There is a lot of content out there and not helping any is that it is simple and cheap for pirates to set up a service offering stolen content, Amsalem said. “The content and the service that they deliver… rivals the quality that is available from legitimate service providers. And let’s not forget that they are not paying for the content. So if we are not going to do something about it, then it will just get worse.”

They showed a video to demonstrate just how easy it is to set up an IPTV streaming service.

In response, Brydon said: “That is crazy. Somebody sitting at home with Google. A few hundred dollars. Off they go.”
However, “it even gets worse” for legitimate content service providers, said Amsalem. Pirates used to be “just about stealing your content,” she noted. But now they are also stealing your service and infrastructure. Pirates are stealing directly from your content delivery network (CDN), she added.

Services are also being stolen via credential sharing and credential theft, Brydon said, noting: “We see a big problem both with” OTT services being breached and credential sharing and credential theft, he pointed out.

Service providers are trying to solve the problems of credential sharing and theft through methods such as limiting the number of allowed registered devices or concurrent streams, Amsalem noted.

But “there are many weaknesses to current solutions,” Brydon said. Limiting the number of devices and concurrent streams doesn’t necessarily stop the problem because there can be an “abusive shared account with just a couple” of concurrent users, he noted.

Multi-factor authentication is another solution that is used for security but only 30 percent of OTT subscribers would do it with one client he knows of so that firm dropped it, he said, adding digital rights management (DRM) is good but not good enough.

“This is a serious, serious matter and you can not bring a knife to this gunfight,” he said, quoting Sean Connery’s famous line from the movie The Untouchables.

The executives went on to offer tips for organisations to crack down on pirates.

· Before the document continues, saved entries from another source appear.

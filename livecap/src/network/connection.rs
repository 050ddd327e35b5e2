/// WebSocket connection to the captioning service
///
/// This module provides the raw connection used by the session client:
/// connect, send/receive of protocol messages, and splitting into halves
/// for concurrent send and receive tasks.
use crate::network::error::{NetworkError, NetworkResult};
use crate::network::messages::ServerMessage;
use futures_util::{
    SinkExt, StreamExt,
    stream::{SplitSink, SplitStream},
};
use serde::Serialize;
use tokio::net::TcpStream;
use tokio_tungstenite::{MaybeTlsStream, WebSocketStream, connect_async, tungstenite::Message};
use tracing::{debug, info, warn};

type WsStream = WebSocketStream<MaybeTlsStream<TcpStream>>;

/// Write half of the WebSocket stream
pub type WsWriter = SplitSink<WsStream, Message>;

/// Read half of the WebSocket stream
pub type WsReader = SplitStream<WsStream>;

/// Configuration for the connection to the captioning service
///
/// # Example
/// ```
/// use livecap::network::ConnectionConfig;
///
/// let config = ConnectionConfig::new("ws://127.0.0.1:5000/stream")
///     .with_timeout(5000);
/// ```
#[derive(Debug, Clone, PartialEq)]
pub struct ConnectionConfig {
    /// WebSocket address of the captioning service (ws:// or wss://)
    pub server_address: String,

    /// Connection timeout in milliseconds
    pub timeout_ms: u64,
}

impl ConnectionConfig {
    /// Create a configuration for the given server address
    pub fn new(server_address: impl Into<String>) -> Self {
        Self {
            server_address: server_address.into(),
            timeout_ms: 10000, // 10 seconds default
        }
    }

    /// Set the connection timeout in milliseconds
    pub fn with_timeout(mut self, timeout_ms: u64) -> Self {
        self.timeout_ms = timeout_ms;
        self
    }

    /// Validate the configured address
    pub fn validate(&self) -> NetworkResult<()> {
        if self.server_address.is_empty() {
            return Err(NetworkError::InvalidConfig(
                "Server address is empty".to_string(),
            ));
        }

        if !self.server_address.starts_with("ws://") && !self.server_address.starts_with("wss://") {
            return Err(NetworkError::InvalidConfig(format!(
                "Server address must use ws:// or wss://: {}",
                self.server_address
            )));
        }

        Ok(())
    }
}

/// WebSocket connection to the captioning service
///
/// Manages the connection lifecycle and provides methods for sending and
/// receiving protocol messages. The underlying transport's own connect
/// behavior applies; no retry layer is added here.
#[derive(Debug)]
pub struct CaptionConnection {
    /// WebSocket stream
    ws_stream: WsStream,

    /// Whether the connection is open
    is_open: bool,
}

impl CaptionConnection {
    /// Connect to the captioning service.
    ///
    /// # Errors
    /// Returns `NetworkError::InvalidConfig` for a malformed address,
    /// `NetworkError::Timeout` if the connect timeout elapses, or
    /// `NetworkError::ConnectionFailed` if the transport cannot connect.
    pub async fn connect(config: &ConnectionConfig) -> NetworkResult<Self> {
        config.validate()?;

        info!("Connecting to captioning service: {}", config.server_address);

        let connect_future = connect_async(config.server_address.as_str());
        let timeout = tokio::time::Duration::from_millis(config.timeout_ms);

        let (ws_stream, response) = tokio::time::timeout(timeout, connect_future)
            .await
            .map_err(|_| NetworkError::Timeout(config.timeout_ms))?
            .map_err(|e| NetworkError::ConnectionFailed(e.to_string()))?;

        info!(
            "Connected to captioning service (status: {})",
            response.status()
        );

        Ok(Self {
            ws_stream,
            is_open: true,
        })
    }

    /// Serialize a message to JSON and send it as one text frame.
    ///
    /// # Errors
    /// Returns `NetworkError::ConnectionClosed` if the connection was
    /// closed, or serialization/transport errors.
    pub async fn send<T: Serialize>(&mut self, message: &T) -> NetworkResult<()> {
        if !self.is_open {
            return Err(NetworkError::ConnectionClosed);
        }

        let json = serde_json::to_string(message)?;
        debug!("Sending message: {}", json);

        self.ws_stream
            .send(Message::Text(json.into()))
            .await
            .map_err(NetworkError::WebSocketError)?;

        Ok(())
    }

    /// Receive the next protocol message.
    ///
    /// Ping/pong frames are handled transparently.
    ///
    /// # Returns
    /// * `Ok(Some(message))` - a message was received
    /// * `Ok(None)` - connection closed gracefully
    pub async fn recv(&mut self) -> NetworkResult<Option<ServerMessage>> {
        if !self.is_open {
            return Ok(None);
        }

        loop {
            match self.ws_stream.next().await {
                Some(Ok(Message::Text(text))) => {
                    debug!("Received message: {}", text);
                    let message: ServerMessage = serde_json::from_str(&text)?;
                    return Ok(Some(message));
                }
                Some(Ok(Message::Close(frame))) => {
                    info!("Received close frame: {:?}", frame);
                    self.is_open = false;
                    return Ok(None);
                }
                Some(Ok(Message::Ping(data))) => {
                    debug!("Received ping, sending pong");
                    self.ws_stream.send(Message::Pong(data)).await?;
                }
                Some(Ok(Message::Pong(_))) => {
                    debug!("Received pong");
                }
                Some(Ok(msg)) => {
                    warn!("Received unexpected message type: {:?}", msg);
                }
                Some(Err(e)) => {
                    self.is_open = false;
                    return Err(NetworkError::WebSocketError(e));
                }
                None => {
                    info!("WebSocket stream ended");
                    self.is_open = false;
                    return Ok(None);
                }
            }
        }
    }

    /// Close the WebSocket connection.
    ///
    /// # Errors
    /// Returns `NetworkError::WebSocketError` if the close handshake fails.
    pub async fn close(&mut self) -> NetworkResult<()> {
        if !self.is_open {
            return Ok(());
        }

        info!("Closing WebSocket connection");

        self.ws_stream
            .close(None)
            .await
            .map_err(NetworkError::WebSocketError)?;

        self.is_open = false;
        Ok(())
    }

    /// Check if the connection is open
    pub fn is_open(&self) -> bool {
        self.is_open
    }

    /// Split the connection into separate read and write halves for
    /// concurrent sending and receiving tasks.
    pub fn split(self) -> (WsWriter, WsReader) {
        self.ws_stream.split()
    }
}
use crate::audio::capture::AudioCapture;
use crate::audio::device::DeviceTarget;
use crate::audio::encoder::encode_frame;
use crate::audio::error::{AudioError, AudioResult};
use crate::audio::resampler::{SERVICE_SAMPLE_RATE, resample};
use tokio::sync::{mpsc, oneshot};
use tokio::task::JoinHandle;
use tracing::{debug, info, warn};

/// Capacity of the frame handoff channel between the capture callback and
/// the processing task
const FRAME_CHANNEL_CAPACITY: usize = 32;

/// Audio processing pipeline from device to transport-encoded chunks
///
/// The pipeline:
/// 1. Captures fixed-size frames from the device (via [`AudioCapture`])
/// 2. Resamples each frame to the service rate
/// 3. Converts f32 samples to i16 little-endian PCM
/// 4. Base64-encodes the PCM bytes
/// 5. Sends one encoded chunk per frame through the output channel
///
/// One frame always becomes exactly one chunk; chunks leave the pipeline in
/// capture order.
pub struct AudioPipeline {
    /// Audio capture instance
    capture: AudioCapture,
    /// Processing task handle
    processing_task: Option<JoinHandle<()>>,
    /// Stop signal sender
    stop_signal: Option<oneshot::Sender<()>>,
    /// Whether the pipeline is currently running
    is_running: bool,
}

impl AudioPipeline {
    /// Acquire the capture device and prepare the pipeline.
    ///
    /// # Errors
    /// Propagates device acquisition errors from [`AudioCapture::new`].
    pub fn new(target: &DeviceTarget) -> AudioResult<Self> {
        info!("Creating audio pipeline");

        let capture = AudioCapture::new(target)?;
        info!("Audio capture created: {} Hz", capture.sample_rate());

        Ok(Self {
            capture,
            processing_task: None,
            stop_signal: None,
            is_running: false,
        })
    }

    /// Start capture and processing, sending encoded chunks to `output`.
    ///
    /// # Errors
    /// Returns `AudioError::StreamBuildFailed` if already running or if the
    /// capture stream fails to start.
    pub fn start(&mut self, output: mpsc::Sender<String>) -> AudioResult<()> {
        if self.is_running {
            return Err(AudioError::StreamBuildFailed(
                "Pipeline already running".to_string(),
            ));
        }

        info!("Starting audio pipeline");

        let (frame_tx, frame_rx) = mpsc::channel(FRAME_CHANNEL_CAPACITY);
        let (stop_tx, stop_rx) = oneshot::channel();

        self.capture.start(frame_tx)?;

        let input_rate = self.capture.sample_rate();
        let processing_task = tokio::spawn(async move {
            Self::processing_loop(frame_rx, output, stop_rx, input_rate).await;
        });

        self.processing_task = Some(processing_task);
        self.stop_signal = Some(stop_tx);
        self.is_running = true;

        info!("Audio pipeline started");
        Ok(())
    }

    /// Stop capture and wait for the processing task to drain
    pub async fn stop(&mut self) {
        if !self.is_running {
            return;
        }

        info!("Stopping audio pipeline");

        self.capture.stop();

        if let Some(stop_tx) = self.stop_signal.take() {
            let _ = stop_tx.send(());
        }

        if let Some(task) = self.processing_task.take() {
            let _ = task.await;
        }

        self.is_running = false;
        info!("Audio pipeline stopped");
    }

    /// Whether the pipeline is running
    pub fn is_running(&self) -> bool {
        self.is_running
    }

    /// Sample rate of the capture device
    pub fn input_sample_rate(&self) -> u32 {
        self.capture.sample_rate()
    }

    /// Sample rate of the encoded output
    pub fn output_sample_rate(&self) -> u32 {
        SERVICE_SAMPLE_RATE
    }

    /// Frame consumer: resample, encode and forward each frame as one chunk
    async fn processing_loop(
        mut frame_rx: mpsc::Receiver<Vec<f32>>,
        output_tx: mpsc::Sender<String>,
        mut stop_rx: oneshot::Receiver<()>,
        input_rate: u32,
    ) {
        info!("Processing loop started");

        let mut frame_count = 0u64;

        loop {
            tokio::select! {
                maybe_frame = frame_rx.recv() => {
                    let Some(frame) = maybe_frame else {
                        info!("Frame channel closed");
                        break;
                    };

                    frame_count += 1;

                    let resampled = resample(&frame, input_rate, SERVICE_SAMPLE_RATE);
                    let chunk = encode_frame(&resampled);

                    debug!(
                        frame = frame_count,
                        samples = resampled.len(),
                        encoded_len = chunk.len(),
                        "Encoded frame"
                    );

                    if output_tx.send(chunk).await.is_err() {
                        warn!("Chunk channel closed, stopping processing loop");
                        break;
                    }
                }

                _ = &mut stop_rx => {
                    info!("Stop signal received");
                    break;
                }
            }
        }

        info!("Processing loop finished after {} frames", frame_count);
    }
}

impl Drop for AudioPipeline {
    fn drop(&mut self) {
        if self.is_running {
            // Cannot await the task in Drop; stopping capture and firing
            // the stop signal lets it wind down on its own
            self.capture.stop();

            if let Some(stop_tx) = self.stop_signal.take() {
                let _ = stop_tx.send(());
            }
        }
    }
}

#[cfg(test)]
mod tests {
    use super::*;
    use crate::audio::encoder::{bytes_to_pcm16, decode_transport};

    #[tokio::test]
    async fn test_processing_loop_one_chunk_per_frame() {
        let (frame_tx, frame_rx) = mpsc::channel(8);
        let (chunk_tx, mut chunk_rx) = mpsc::channel(8);
        let (_stop_tx, stop_rx) = oneshot::channel();

        let task = tokio::spawn(AudioPipeline::processing_loop(
            frame_rx, chunk_tx, stop_rx, 48000,
        ));

        frame_tx.send(vec![1.0f32; 4096]).await.unwrap();
        frame_tx.send(vec![0.0f32; 4096]).await.unwrap();
        drop(frame_tx);

        let first = chunk_rx.recv().await.expect("first chunk");
        let second = chunk_rx.recv().await.expect("second chunk");
        assert!(chunk_rx.recv().await.is_none(), "exactly one chunk per frame");

        // 4096 samples at 48k -> 1365 samples at 16k -> 2730 bytes
        let bytes = decode_transport(&first).unwrap();
        assert_eq!(bytes.len(), 1365 * 2);

        // Full-scale input stays full-scale through the box filter
        let pcm = bytes_to_pcm16(&bytes);
        assert!(pcm.iter().all(|&s| s == 0x7FFF));

        let silent = bytes_to_pcm16(&decode_transport(&second).unwrap());
        assert!(silent.iter().all(|&s| s == 0));

        task.await.unwrap();
    }

    #[tokio::test]
    async fn test_processing_loop_stop_signal() {
        let (frame_tx, frame_rx) = mpsc::channel::<Vec<f32>>(8);
        let (chunk_tx, _chunk_rx) = mpsc::channel(8);
        let (stop_tx, stop_rx) = oneshot::channel();

        let task = tokio::spawn(AudioPipeline::processing_loop(
            frame_rx, chunk_tx, stop_rx, 48000,
        ));

        stop_tx.send(()).unwrap();
        task.await.unwrap();

        // Keep the producer alive until here to show the stop signal, not
        // channel closure, ended the loop
        drop(frame_tx);
    }

    #[tokio::test]
    async fn test_processing_loop_chunk_order() {
        let (frame_tx, frame_rx) = mpsc::channel(8);
        let (chunk_tx, mut chunk_rx) = mpsc::channel(8);
        let (_stop_tx, stop_rx) = oneshot::channel();

        let task = tokio::spawn(AudioPipeline::processing_loop(
            frame_rx, chunk_tx, stop_rx, 16000,
        ));

        // Distinguishable frames at the passthrough rate
        for level in [0.1f32, 0.2, 0.3] {
            frame_tx.send(vec![level; 16]).await.unwrap();
        }
        drop(frame_tx);

        let mut levels = Vec::new();
        while let Some(chunk) = chunk_rx.recv().await {
            let pcm = bytes_to_pcm16(&decode_transport(&chunk).unwrap());
            levels.push(pcm[0]);
        }

        assert_eq!(levels.len(), 3);
        assert!(levels[0] < levels[1] && levels[1] < levels[2], "order preserved");

        task.await.unwrap();
    }
}
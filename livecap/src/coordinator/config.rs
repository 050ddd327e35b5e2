use serde::{Deserialize, Serialize};

use crate::network::ConnectionConfig;

/// Configuration for a capture session
///
/// `server_address` is required; the language and simplification settings
/// are hints interpreted by the captioning service, not enforced locally.
///
/// # Example
/// ```
/// use livecap::coordinator::CaptureConfig;
///
/// let config = CaptureConfig::new("ws://127.0.0.1:5000/stream")
///     .with_languages("en-IN", "hi")
///     .with_simplify(true);
/// ```
#[derive(Debug, Clone, PartialEq, Serialize, Deserialize)]
pub struct CaptureConfig {
    /// WebSocket address of the captioning service (required)
    pub server_address: String,

    /// Source language code for recognition (e.g. "en-IN")
    pub source_language: String,

    /// Target language code for translation (e.g. "hi")
    pub target_language: String,

    /// Whether the service should also produce simplified captions
    pub simplify: bool,

    /// Connection timeout in milliseconds
    pub connect_timeout_ms: u64,
}

impl CaptureConfig {
    /// Create a configuration for the given service address with the
    /// service's default languages
    pub fn new(server_address: impl Into<String>) -> Self {
        Self {
            server_address: server_address.into(),
            source_language: "en-IN".to_string(),
            target_language: "hi".to_string(),
            simplify: true,
            connect_timeout_ms: 10000,
        }
    }

    /// Set source and target language codes
    pub fn with_languages(
        mut self,
        source_language: impl Into<String>,
        target_language: impl Into<String>,
    ) -> Self {
        self.source_language = source_language.into();
        self.target_language = target_language.into();
        self
    }

    /// Set whether simplified captions are requested
    pub fn with_simplify(mut self, simplify: bool) -> Self {
        self.simplify = simplify;
        self
    }

    /// Set the connection timeout in milliseconds
    pub fn with_connect_timeout(mut self, timeout_ms: u64) -> Self {
        self.connect_timeout_ms = timeout_ms;
        self
    }

    /// Derive the transport connection configuration
    pub fn connection_config(&self) -> ConnectionConfig {
        ConnectionConfig::new(self.server_address.clone()).with_timeout(self.connect_timeout_ms)
    }
}

#[cfg(test)]
mod tests {
    use super::*;

    #[test]
    fn test_config_defaults() {
        let config = CaptureConfig::new("ws://localhost:5000");

        assert_eq!(config.server_address, "ws://localhost:5000");
        assert_eq!(config.source_language, "en-IN");
        assert_eq!(config.target_language, "hi");
        assert!(config.simplify);
        assert_eq!(config.connect_timeout_ms, 10000);
    }

    #[test]
    fn test_config_builder() {
        let config = CaptureConfig::new("wss://captions.example.com")
            .with_languages("ta-IN", "en")
            .with_simplify(false)
            .with_connect_timeout(3000);

        assert_eq!(config.source_language, "ta-IN");
        assert_eq!(config.target_language, "en");
        assert!(!config.simplify);
        assert_eq!(config.connect_timeout_ms, 3000);
    }

    #[test]
    fn test_connection_config_derivation() {
        let config = CaptureConfig::new("ws://localhost:5000").with_connect_timeout(1234);
        let conn = config.connection_config();

        assert_eq!(conn.server_address, "ws://localhost:5000");
        assert_eq!(conn.timeout_ms, 1234);
    }

    #[test]
    fn test_config_serialization_roundtrip() {
        let config = CaptureConfig::new("ws://localhost:5000").with_languages("en-IN", "bn");
        let json = serde_json::to_string(&config).unwrap();
        let back: CaptureConfig = serde_json::from_str(&json).unwrap();

        assert_eq!(config, back);
    }
}
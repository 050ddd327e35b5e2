use thiserror::Error;

use crate::network::NetworkError;

/// Errors returned by the capture coordinator's command surface
#[derive(Error, Debug)]
pub enum CaptureError {
    /// The audio input device was denied or unavailable
    #[error("Device access failed: {0}")]
    DeviceAccess(String),

    /// The transport could not connect to the captioning service
    #[error("Connection failed: {0}")]
    Connection(String),

    /// The connection ended before the service acknowledged the session
    #[error("Session start failed: {0}")]
    SessionStart(String),

    /// A capture lifecycle is already in progress
    #[error("Capture is already in progress")]
    AlreadyCapturing,

    /// The coordinator task has shut down
    #[error("Coordinator is not running")]
    CoordinatorClosed,
}

impl From<NetworkError> for CaptureError {
    fn from(err: NetworkError) -> Self {
        match err {
            NetworkError::SessionStartFailed(reason) => CaptureError::SessionStart(reason),
            other => CaptureError::Connection(other.to_string()),
        }
    }
}

/// Result type for coordinator operations
pub type CaptureResult<T> = Result<T, CaptureError>;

“Knowledge is power,” said Amsalem, explaining: “You need to know what’s going on when it comes to streaming piracy. You have to understand the entire threat landscape. You need to know who’s stealing from you, how they are doing this, where they are selling it to” and where your content is most popular. And monitoring capabilities are needed also, she said.

It is crucial to understand the threats to your service and Synamedia cyber-intelligence maps an organisation’s entire piracy landscape, according to the company.

The company’s ServiceGuard protects an organisation’s video delivery infrastructure, while its watermarking marks the source of leaks, its Credentials Sharing and Fraud Insight (CSFEeye) uncovers friendly and fraudulent sharing, and Streaming Piracy Disruption (SPD) locates, identifies and disrupts piracy events in real time, according to Synamedia.

Content Protection Summit Europe was presented by Convergent Risks, with sponsorship by Richey May Technology Solutions, Synamedia, BuyDRM, Friend MTS, NAGRA, and X Cyber Group. The event was produced by MESA, CDSA, the Hollywood IT Society (HITS) and Women in Technology Hollywood (WiTH), under the direction of the CDSA board of directors and content advisors representing Amazon Studios, Adobe, Paramount, BBC Studios, NBCUniversal, Lionsgate, WarnerMedia, Amblin Entertainment, Legendary Pictures, and Lego Group.